→ **DIRECTIONS FOR THIS TASK**
Scan the entries below. Report each line where the string "Sender" occurs.

→ **Stored items**
________________
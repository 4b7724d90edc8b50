//! Readbatch engine: remote API client, task orchestration and progress polling.
mod client;
mod engine;
mod orchestrator;
mod poller;
mod store;
mod types;

pub use client::{BookApi, BookQuery, ClientSettings, ReqwestBookApi};
pub use engine::{execute_run, Clock, EngineConfig, EngineHandle, RunReport, StopHandle};
pub use orchestrator::{Orchestrator, MAX_ERROR_CHARS};
pub use poller::{ProgressPoller, TickOutcome, DEFAULT_POLL_INTERVAL};
pub use store::{ChannelEventSink, EventSink, TaskStore};
pub use types::{
    Book, ClientError, EngineEvent, OrchestrationError, ProgressBatch, ProgressEntry,
    ProgressPayload, StartTask, StartedTask,
};
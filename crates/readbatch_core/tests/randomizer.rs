use rand::rngs::StdRng;
use rand::SeedableRng;
use readbatch_core::{correlated_time, randomize, ReadingRanges};

fn ranges(min_time: u32, max_time: u32, min_percent: u32, max_percent: u32) -> ReadingRanges {
    ReadingRanges {
        min_time,
        max_time,
        min_percent,
        max_percent,
        min_questions: 2,
        max_questions: 8,
    }
}

#[test]
fn draws_stay_within_configured_ranges() {
    let mut rng = StdRng::seed_from_u64(7);
    let configs = [
        ranges(10, 60, 0, 100),
        ranges(1, 1, 40, 90),
        ranges(5, 120, 100, 100),
        ranges(30, 31, 0, 1),
    ];

    for config in configs {
        for _ in 0..500 {
            let targets = randomize(&config, &mut rng);
            assert!((config.min_time..=config.max_time).contains(&targets.read_time));
            assert!((config.min_percent..=config.max_percent).contains(&targets.read_percentage));
            assert!((config.min_questions..=config.max_questions).contains(&targets.max_questions));
        }
    }
}

#[test]
fn single_point_time_range_is_fixed() {
    let mut rng = StdRng::seed_from_u64(11);
    let config = ranges(25, 25, 0, 100);
    for _ in 0..200 {
        assert_eq!(randomize(&config, &mut rng).read_time, 25);
    }
}

#[test]
fn full_percentage_maps_to_top_of_time_window() {
    let mut rng = StdRng::seed_from_u64(3);
    let config = ranges(10, 60, 0, 100);
    for _ in 0..200 {
        let time = correlated_time(&config, 100, &mut rng);
        assert!((53..=60).contains(&time), "time {time} outside window");
    }
}

#[test]
fn lowest_percentage_maps_to_bottom_of_time_window() {
    let mut rng = StdRng::seed_from_u64(5);
    let config = ranges(10, 60, 0, 100);
    for _ in 0..200 {
        let time = correlated_time(&config, 0, &mut rng);
        assert!((10..=17).contains(&time), "time {time} outside window");
    }
}

#[test]
fn single_point_percentage_centres_the_window() {
    let mut rng = StdRng::seed_from_u64(9);
    let config = ranges(10, 60, 80, 80);
    for _ in 0..200 {
        let time = correlated_time(&config, 80, &mut rng);
        // target 35, half window 7.5
        assert!((28..=42).contains(&time), "time {time} outside window");
    }
}

#[test]
fn same_seed_gives_same_targets() {
    let config = ranges(10, 60, 0, 100);
    let first = randomize(&config, &mut StdRng::seed_from_u64(42));
    let second = randomize(&config, &mut StdRng::seed_from_u64(42));
    assert_eq!(first, second);
}
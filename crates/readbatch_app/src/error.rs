use std::path::PathBuf;

use readbatch_core::ValidationError;
use readbatch_engine::ClientError;
use thiserror::Error;

#[derive(Debug, Error)]
pub enum AppError {
    #[error("failed to read {}: {source}", path.display())]
    Read {
        path: PathBuf,
        source: std::io::Error,
    },
    #[error("invalid config {}: {message}", path.display())]
    Config { path: PathBuf, message: String },
    #[error("invalid api url '{url}': {reason}")]
    ApiUrl { url: String, reason: String },
    #[error("invalid setting: {0}")]
    Setting(String),
    #[error(transparent)]
    Validation(#[from] ValidationError),
    #[error(transparent)]
    Client(#[from] ClientError),
    #[error("failed to write report to {}: {source}", path.display())]
    Report {
        path: PathBuf,
        source: std::io::Error,
    },
    #[error("engine stopped before the run finished")]
    EngineGone,
}
#![allow(dead_code)]

use std::collections::{HashSet, VecDeque};
use std::sync::{Arc, Mutex, Once};

use readbatch_core::{parse_accounts, RunSettings, StatusUpdate, TaskId, TaskRegistry};
use readbatch_engine::{
    Book, BookApi, BookQuery, ClientError, EngineEvent, EventSink, ProgressBatch, ProgressEntry,
    StartTask, StartedTask, TaskStore,
};
use tokio_util::sync::CancellationToken;

pub const SUBMITTED_AT: u64 = 1_700_000_000_000;

pub fn init_logging() {
    static INIT: Once = Once::new();
    INIT.call_once(readbatch_logging::initialize_for_tests);
}

#[derive(Default)]
pub struct RecordingSink {
    events: Mutex<Vec<EngineEvent>>,
}

impl RecordingSink {
    pub fn events(&self) -> Vec<EngineEvent> {
        self.events.lock().unwrap().clone()
    }

    /// Every status a task went through, in order.
    pub fn statuses_for(&self, id: &str) -> Vec<String> {
        self.events()
            .into_iter()
            .filter_map(|event| match event {
                EngineEvent::TaskChanged(row) if row.task_id.as_str() == id => Some(row.status),
                _ => None,
            })
            .collect()
    }

    pub fn polling_changes(&self) -> Vec<bool> {
        self.events()
            .into_iter()
            .filter_map(|event| match event {
                EngineEvent::PollingChanged { active } => Some(active),
                _ => None,
            })
            .collect()
    }
}

impl EventSink for RecordingSink {
    fn emit(&self, event: EngineEvent) {
        self.events.lock().unwrap().push(event);
    }
}

/// Scriptable in-memory stand-in for the remote service.
#[derive(Default)]
pub struct FakeApi {
    pub failing_logins: HashSet<String>,
    pub login_error_message: String,
    pub books: Vec<Book>,
    /// Returned by every book lookup instead of `books`.
    pub books_error: Option<ClientError>,
    pub start_echo_mismatch: bool,
    pub initial_status: Option<ProgressEntry>,
    /// Cancelled from inside the first `start_task` call.
    pub stop_on_start: Option<CancellationToken>,
    pub progress: Mutex<VecDeque<Result<ProgressBatch, ClientError>>>,
    /// Every call in order, e.g. `login:alice` or `progress:2`.
    pub calls: Mutex<Vec<String>>,
}

impl FakeApi {
    pub fn calls(&self) -> Vec<String> {
        self.calls.lock().unwrap().clone()
    }

    pub fn count(&self, prefix: &str) -> usize {
        self.calls()
            .iter()
            .filter(|call| call.starts_with(prefix))
            .count()
    }

    pub fn push_progress(&self, response: Result<ProgressBatch, ClientError>) {
        self.progress.lock().unwrap().push_back(response);
    }

    fn record(&self, call: String) {
        self.calls.lock().unwrap().push(call);
    }
}

#[async_trait::async_trait]
impl BookApi for FakeApi {
    async fn login(&self, login: &str, _password: &str) -> Result<String, ClientError> {
        self.record(format!("login:{login}"));
        if self.failing_logins.contains(login) {
            let message = if self.login_error_message.is_empty() {
                "invalid credentials".to_string()
            } else {
                self.login_error_message.clone()
            };
            return Err(ClientError::Auth {
                status: Some(401),
                message,
            });
        }
        Ok(format!("token-for-{login}"))
    }

    async fn find_books(&self, query: BookQuery<'_>, _token: &str) -> Result<Vec<Book>, ClientError> {
        match query {
            BookQuery::Search(term) => self.record(format!("books:search:{term}")),
            other => self.record(format!("books:{}", other.label())),
        }
        match &self.books_error {
            Some(err) => Err(err.clone()),
            None => Ok(self.books.clone()),
        }
    }

    async fn start_task(&self, _token: &str, request: &StartTask) -> Result<StartedTask, ClientError> {
        self.record(format!("start:{}", request.task_id));
        if let Some(stop) = &self.stop_on_start {
            stop.cancel();
        }
        if self.start_echo_mismatch {
            return Err(ClientError::Api {
                status: None,
                endpoint: "/start_read_book_task".to_string(),
                message: "echoed refer_id does not match".to_string(),
            });
        }
        Ok(StartedTask {
            task_id: request.task_id.clone(),
            initial_status: self.initial_status.clone(),
        })
    }

    async fn fetch_progress(&self, task_ids: &[TaskId]) -> Result<ProgressBatch, ClientError> {
        self.record(format!("progress:{}", task_ids.len()));
        self.progress
            .lock()
            .unwrap()
            .pop_front()
            .unwrap_or_else(|| Ok(ProgressBatch::new()))
    }
}

pub fn store_for(raw_accounts: &str, settings: &RunSettings) -> (TaskStore, Arc<RecordingSink>) {
    let accounts = parse_accounts(raw_accounts).unwrap();
    let registry = TaskRegistry::from_accounts(&accounts, settings, SUBMITTED_AT);
    let sink = Arc::new(RecordingSink::default());
    (TaskStore::new(registry, sink.clone()), sink)
}

/// Puts a task into the remote-running state the poller works on.
pub fn start_remotely(store: &TaskStore, id: &str) {
    assert!(store.hand_off(
        id,
        StatusUpdate::new("started", "task started via api").with_book("Dom Casmurro"),
    ));
}

pub fn task_id(local: &str, index: usize) -> String {
    format!("task_{local}_{SUBMITTED_AT}_{index}")
}
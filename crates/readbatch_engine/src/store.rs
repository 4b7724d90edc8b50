use std::sync::atomic::{AtomicBool, Ordering};
use std::sync::{Arc, Mutex, MutexGuard, PoisonError};

use readbatch_core::{
    ReadingTargets, SelectedBook, StatusUpdate, Summary, TaskId, TaskRecord, TaskRegistry,
    TaskRowView, TaskStatus,
};
use readbatch_logging::batch_info;
use tokio::sync::watch;

use crate::EngineEvent;

pub trait EventSink: Send + Sync {
    fn emit(&self, event: EngineEvent);
}

pub struct ChannelEventSink {
    tx: std::sync::mpsc::Sender<EngineEvent>,
}

impl ChannelEventSink {
    pub fn new(tx: std::sync::mpsc::Sender<EngineEvent>) -> Self {
        Self { tx }
    }
}

impl EventSink for ChannelEventSink {
    fn emit(&self, event: EngineEvent) {
        let _ = self.tx.send(event);
    }
}

/// Registry of one run, shared by the orchestrator and the poller.
///
/// All status changes go through [`TaskStore::set_status`] (or
/// [`TaskStore::hand_off`], which wraps it), under one lock. The lock is never
/// held across an await point or while emitting events.
#[derive(Clone)]
pub struct TaskStore {
    registry: Arc<Mutex<TaskRegistry>>,
    sink: Arc<dyn EventSink>,
    active_tx: Arc<watch::Sender<usize>>,
    polling: Arc<AtomicBool>,
}

impl TaskStore {
    pub fn new(registry: TaskRegistry, sink: Arc<dyn EventSink>) -> Self {
        let (active_tx, _) = watch::channel(registry.active_len());
        Self {
            registry: Arc::new(Mutex::new(registry)),
            sink,
            active_tx: Arc::new(active_tx),
            polling: Arc::new(AtomicBool::new(false)),
        }
    }

    fn lock(&self) -> MutexGuard<'_, TaskRegistry> {
        self.registry.lock().unwrap_or_else(PoisonError::into_inner)
    }

    /// The single status mutation entry point. Unknown ids are logged and ignored.
    pub fn set_status(&self, id: &str, update: StatusUpdate) -> bool {
        self.apply(id, update, false)
    }

    /// Marks the task as running remotely and applies its first remote status.
    pub fn hand_off(&self, id: &str, update: StatusUpdate) -> bool {
        self.apply(id, update, true)
    }

    fn apply(&self, id: &str, update: StatusUpdate, remote: bool) -> bool {
        let changed = {
            let mut registry = self.lock();
            if remote && !registry.mark_remote(id) {
                return false;
            }
            if registry.set_status(id, update) {
                let row = registry.get(id).map(TaskRowView::from);
                Some((row, registry.summary()))
            } else {
                None
            }
        };

        let Some((row, summary)) = changed else {
            return false;
        };
        if let Some(row) = row {
            batch_info!(task = row.task_id; "{} - {}", row.status, row.progress_message);
            self.sink.emit(EngineEvent::TaskChanged(row));
        }
        self.publish_summary(summary);
        true
    }

    pub fn attach_targets(&self, id: &str, book: SelectedBook, targets: ReadingTargets) -> bool {
        self.lock().attach_targets(id, book, targets)
    }

    /// Recomputes counters and polling membership. Idempotent.
    pub fn refresh(&self) {
        let summary = {
            let mut registry = self.lock();
            registry.recompute();
            registry.summary()
        };
        self.publish_summary(summary);
    }

    /// Emits one row per task, e.g. when a run starts.
    pub fn publish_all(&self) {
        let (rows, summary) = {
            let registry = self.lock();
            let rows: Vec<_> = registry.records().map(TaskRowView::from).collect();
            (rows, registry.summary())
        };
        for row in rows {
            self.sink.emit(EngineEvent::TaskChanged(row));
        }
        self.publish_summary(summary);
    }

    /// Moves every listed task to `canceled`, skipping ones already terminal.
    pub fn cancel(&self, ids: &[TaskId], message: &str) {
        for id in ids {
            let terminal = self
                .status(id.as_str())
                .is_some_and(|status| status.is_terminal());
            if !terminal {
                self.set_status(
                    id.as_str(),
                    StatusUpdate::new(TaskStatus::canceled(), message),
                );
            }
        }
    }

    fn publish_summary(&self, summary: Summary) {
        self.sink.emit(EngineEvent::SummaryChanged(summary));
        self.active_tx.send_replace(summary.active);
    }

    /// Emits a polling notification when the state actually flips.
    pub fn set_polling(&self, active: bool) {
        if self.polling.swap(active, Ordering::SeqCst) != active {
            self.sink.emit(EngineEvent::PollingChanged { active });
        }
    }

    pub fn is_polling(&self) -> bool {
        self.polling.load(Ordering::SeqCst)
    }

    /// Watches the size of the active set.
    pub fn subscribe_active(&self) -> watch::Receiver<usize> {
        self.active_tx.subscribe()
    }

    pub fn ids(&self) -> Vec<TaskId> {
        self.lock().ids().to_vec()
    }

    pub fn record(&self, id: &str) -> Option<TaskRecord> {
        self.lock().get(id).cloned()
    }

    pub fn status(&self, id: &str) -> Option<TaskStatus> {
        self.lock().get(id).map(|record| record.status.clone())
    }

    pub fn records(&self) -> Vec<TaskRecord> {
        self.lock().records().cloned().collect()
    }

    pub fn summary(&self) -> Summary {
        self.lock().summary()
    }

    pub fn active_ids(&self) -> Vec<TaskId> {
        self.lock().active_ids()
    }

    pub fn active_len(&self) -> usize {
        self.lock().active_len()
    }

    pub fn is_active(&self, id: &str) -> bool {
        self.lock().is_active(id)
    }

    pub fn pending_ids(&self) -> Vec<TaskId> {
        self.lock().pending_ids()
    }

    pub fn remote_unfinished_ids(&self) -> Vec<TaskId> {
        self.lock().remote_unfinished_ids()
    }
}
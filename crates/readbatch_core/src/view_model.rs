use crate::{StatusBucket, TaskId, TaskRecord};

/// Aggregate counters shown next to the task table.
#[derive(Debug, Clone, Copy, PartialEq, Eq, Default)]
pub struct Summary {
    pub total: usize,
    pub pending: usize,
    pub running: usize,
    pub completed: usize,
    pub error: usize,
    /// Tasks currently eligible for progress polling.
    pub active: usize,
}

impl Summary {
    pub(crate) fn count(&mut self, record: &TaskRecord) {
        self.total += 1;
        match record.status.bucket() {
            StatusBucket::Pending => self.pending += 1,
            StatusBucket::Running => self.running += 1,
            StatusBucket::Completed => self.completed += 1,
            StatusBucket::Failed => self.error += 1,
        }
    }
}

/// One table row. Carries no credentials beyond the login.
#[derive(Debug, Clone, PartialEq, Eq)]
pub struct TaskRowView {
    pub task_id: TaskId,
    pub login: String,
    pub status: String,
    pub progress_message: String,
    pub book_name: String,
    pub detail_message: Option<String>,
}

impl From<&TaskRecord> for TaskRowView {
    fn from(record: &TaskRecord) -> Self {
        Self {
            task_id: record.id.clone(),
            login: record.login().to_string(),
            status: record.status.to_string(),
            progress_message: record.progress_message.clone(),
            book_name: record.book_name.clone(),
            detail_message: record.detail_message.clone(),
        }
    }
}
use thiserror::Error;

/// Malformed local input, rejected before any remote call is made.
#[derive(Debug, Clone, PartialEq, Eq, Error)]
pub enum ValidationError {
    #[error("line {line}: expected login:password")]
    MalformedAccountLine { line: usize },
    #[error("account list contains no login:password entries")]
    NoAccounts,
    #[error("login must not be empty")]
    EmptyLogin,
    #[error("password for {login} must not be empty")]
    EmptyPassword { login: String },
    #[error("invalid {field} range: {reason}")]
    InvalidRange { field: &'static str, reason: String },
    #[error("search mode requires a search term")]
    MissingSearchTerm,
    #[error("slug mode requires a book slug")]
    MissingSlug,
}
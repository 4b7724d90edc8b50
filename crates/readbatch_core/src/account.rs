use std::fmt;

use crate::ValidationError;

/// One `login:password` pair. Immutable once parsed.
#[derive(Clone, PartialEq, Eq)]
pub struct Credential {
    login: String,
    password: String,
}

impl Credential {
    pub fn new(login: impl Into<String>, password: impl Into<String>) -> Result<Self, ValidationError> {
        let login = login.into().trim().to_string();
        let password = password.into().trim().to_string();
        if login.is_empty() {
            return Err(ValidationError::EmptyLogin);
        }
        if password.is_empty() {
            return Err(ValidationError::EmptyPassword { login });
        }
        Ok(Self { login, password })
    }

    pub fn login(&self) -> &str {
        &self.login
    }

    pub fn password(&self) -> &str {
        &self.password
    }

    /// Text before the first `@`, or `user` when that is empty.
    pub fn local_part(&self) -> &str {
        match self.login.split('@').next() {
            Some(local) if !local.is_empty() => local,
            _ => "user",
        }
    }
}

impl fmt::Debug for Credential {
    fn fmt(&self, f: &mut fmt::Formatter<'_>) -> fmt::Result {
        f.debug_struct("Credential")
            .field("login", &self.login)
            .field("password", &"***")
            .finish()
    }
}

/// Parses one account per line in `login:password` form.
///
/// Blank lines are skipped. The password is everything after the first `:`,
/// so passwords may themselves contain colons.
pub fn parse_accounts(raw: &str) -> Result<Vec<Credential>, ValidationError> {
    let mut accounts = Vec::new();
    for (index, line) in raw.lines().enumerate() {
        let line = line.trim();
        if line.is_empty() {
            continue;
        }
        let Some((login, password)) = line.split_once(':') else {
            return Err(ValidationError::MalformedAccountLine { line: index + 1 });
        };
        let credential = Credential::new(login, password).map_err(|_| {
            ValidationError::MalformedAccountLine { line: index + 1 }
        })?;
        accounts.push(credential);
    }

    if accounts.is_empty() {
        return Err(ValidationError::NoAccounts);
    }
    Ok(accounts)
}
________________
→ **EXERCISE ANSWER**
    tx: std::sync::mpsc::Sender<EngineEvent>,
    pub fn new(tx: std::sync::mpsc::Sender<EngineEvent>) -> Self {
    active_tx: Arc<watch::Sender<usize>>,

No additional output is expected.